**Assigned task**
Set down each line of the data below exactly.

-- Supplied data follows --

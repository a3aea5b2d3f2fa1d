//! Tunables for the upload core.
//!
//! Deserialized from the `[upload]` table of the agent configuration; every
//! field has a default so partial tables are valid.

use std::path::PathBuf;
use std::time::Duration;

use serde::{Deserialize, Serialize};

/// When chunk blobs are reclaimed during a merge.
#[derive(Debug, Clone, Copy, Default, PartialEq, Eq, Serialize, Deserialize)]
#[serde(rename_all = "snake_case")]
pub enum ChunkCleanup {
    /// Delete chunks only after the artifact is published. A failed or
    /// interrupted merge can be retried without re-upload.
    #[default]
    AfterPublish,
    /// Delete each chunk as soon as it is durably copied into the
    /// temporary file. Bounds storage, but a crash mid-merge loses data.
    Eager,
}

/// Upload core configuration.
#[derive(Debug, Clone, Serialize, Deserialize)]
pub struct TransferConfig {
    /// Root directory for chunk blobs and session manifests.
    #[serde(default = "default_chunk_dir")]
    pub chunk_dir: PathBuf,

    /// Directory merged artifacts are published into.
    #[serde(default = "default_output_dir")]
    pub output_dir: PathBuf,

    /// Largest accepted chunk, in bytes.
    #[serde(default = "default_max_chunk_size")]
    pub max_chunk_size: usize,

    /// Largest accepted `total_chunks` for one session.
    #[serde(default = "default_max_total_chunks")]
    pub max_total_chunks: u32,

    /// Content-type whitelist (`video/*` style wildcards). Empty allows all.
    #[serde(default)]
    pub allowed_types: Vec<String>,

    /// Open sessions idle longer than this are garbage-collected.
    #[serde(default = "default_session_timeout_secs")]
    pub session_timeout_secs: u64,

    /// Completed/failed sessions are evicted after this long.
    #[serde(default = "default_retention_secs")]
    pub retention_secs: u64,

    /// Background sweep period.
    #[serde(default = "default_sweep_interval_secs")]
    pub sweep_interval_secs: u64,

    #[serde(default)]
    pub cleanup: ChunkCleanup,
}

fn default_chunk_dir() -> PathBuf {
    std::env::temp_dir().join("chunkpost").join("chunks")
}

fn default_output_dir() -> PathBuf {
    std::env::temp_dir().join("chunkpost").join("uploads")
}

fn default_max_chunk_size() -> usize {
    16 * 1024 * 1024
}

fn default_max_total_chunks() -> u32 {
    100_000
}

fn default_session_timeout_secs() -> u64 {
    24 * 60 * 60
}

fn default_retention_secs() -> u64 {
    60 * 60
}

fn default_sweep_interval_secs() -> u64 {
    60
}

impl Default for TransferConfig {
    fn default() -> Self {
        Self {
            chunk_dir: default_chunk_dir(),
            output_dir: default_output_dir(),
            max_chunk_size: default_max_chunk_size(),
            max_total_chunks: default_max_total_chunks(),
            allowed_types: Vec::new(),
            session_timeout_secs: default_session_timeout_secs(),
            retention_secs: default_retention_secs(),
            sweep_interval_secs: default_sweep_interval_secs(),
            cleanup: ChunkCleanup::default(),
        }
    }
}

impl TransferConfig {
    pub fn session_timeout(&self) -> Duration {
        Duration::from_secs(self.session_timeout_secs)
    }

    pub fn retention(&self) -> Duration {
        Duration::from_secs(self.retention_secs)
    }

    /// Sweep period, never shorter than one second.
    pub fn sweep_interval(&self) -> Duration {
        Duration::from_secs(self.sweep_interval_secs.max(1))
    }
}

-- Supplied data concluded --

**Answer space**
repository a3aea5b2d3f2fa1d
//! Tunables for the upload core.
//!
//! Deserialized from the `[upload]` table of the agent configuration; every
//! field has a default so partial tables are valid.

use std::path::PathBuf;
use std::time::Duration;

use serde::{Deserialize, Serialize};

/// When chunk blobs are reclaimed during a merge.
#[derive(Debug, Clone, Copy, Default, PartialEq, Eq, Serialize, Deserialize)]
#[serde(rename_all = "snake_case")]
pub enum ChunkCleanup {
    /// Delete chunks only after the artifact is published. A failed or
    /// interrupted merge can be retried without re-upload.
    #[default]
    AfterPublish,
    /// Delete each chunk as soon as it is durably copied into the
    /// temporary file. Bounds storage, but a crash mid-merge loses data.
    Eager,
}

/// Upload core configuration.
#[derive(Debug, Clone, Serialize, Deserialize)]
pub struct TransferConfig {
    /// Root directory for chunk blobs and session manifests.
    #[serde(default = "default_chunk_dir")]
    pub chunk_dir: PathBuf,

    /// Directory merged artifacts are published into.
    #[serde(default = "default_output_dir")]
    pub output_dir: PathBuf,

    /// Largest accepted chunk, in bytes.
    #[serde(default = "default_max_chunk_size")]
    pub max_chunk_size: usize,

    /// Largest accepted `total_chunks` for one session.
    #[serde(default = "default_max_total_chunks")]
    pub max_total_chunks: u32,

    /// Content-type whitelist (`video/*` style wildcards). Empty allows all.
    #[serde(default)]
    pub allowed_types: Vec<String>,

    /// Open sessions idle longer than this are garbage-collected.
    #[serde(default = "default_session_timeout_secs")]
    pub session_timeout_secs: u64,

    /// Completed/failed sessions are evicted after this long.
    #[serde(default = "default_retention_secs")]
    pub retention_secs: u64,

    /// Background sweep period.
    #[serde(default = "default_sweep_interval_secs")]
    pub sweep_interval_secs: u64,

    #[serde(default)]
    pub cleanup: ChunkCleanup,
}

fn default_chunk_dir() -> PathBuf {
    std::env::temp_dir().join("chunkpost").join("chunks")
}

fn default_output_dir() -> PathBuf {
    std::env::temp_dir().join("chunkpost").join("uploads")
}

fn default_max_chunk_size() -> usize {
    16 * 1024 * 1024
}

fn default_max_total_chunks() -> u32 {
    100_000
}

fn default_session_timeout_secs() -> u64 {
    24 * 60 * 60
}

fn default_retention_secs() -> u64 {
    60 * 60
}

fn default_sweep_interval_secs() -> u64 {
    60
}

impl Default for TransferConfig {
    fn default() -> Self {
        Self {
            chunk_dir: default_chunk_dir(),
            output_dir: default_output_dir(),
            max_chunk_size: default_max_chunk_size(),
            max_total_chunks: default_max_total_chunks(),
            allowed_types: Vec::new(),
            session_timeout_secs: default_session_timeout_secs(),
            retention_secs: default_retention_secs(),
            sweep_interval_secs: default_sweep_interval_secs(),
            cleanup: ChunkCleanup::default(),
        }
    }
}

impl TransferConfig {
    pub fn session_timeout(&self) -> Duration {
        Duration::from_secs(self.session_timeout_secs)
    }

    pub fn retention(&self) -> Duration {
        Duration::from_secs(self.retention_secs)
    }

    /// Sweep period, never shorter than one second.
    pub fn sweep_interval(&self) -> Duration {
        Duration::from_secs(self.sweep_interval_secs.max(1))
    }
}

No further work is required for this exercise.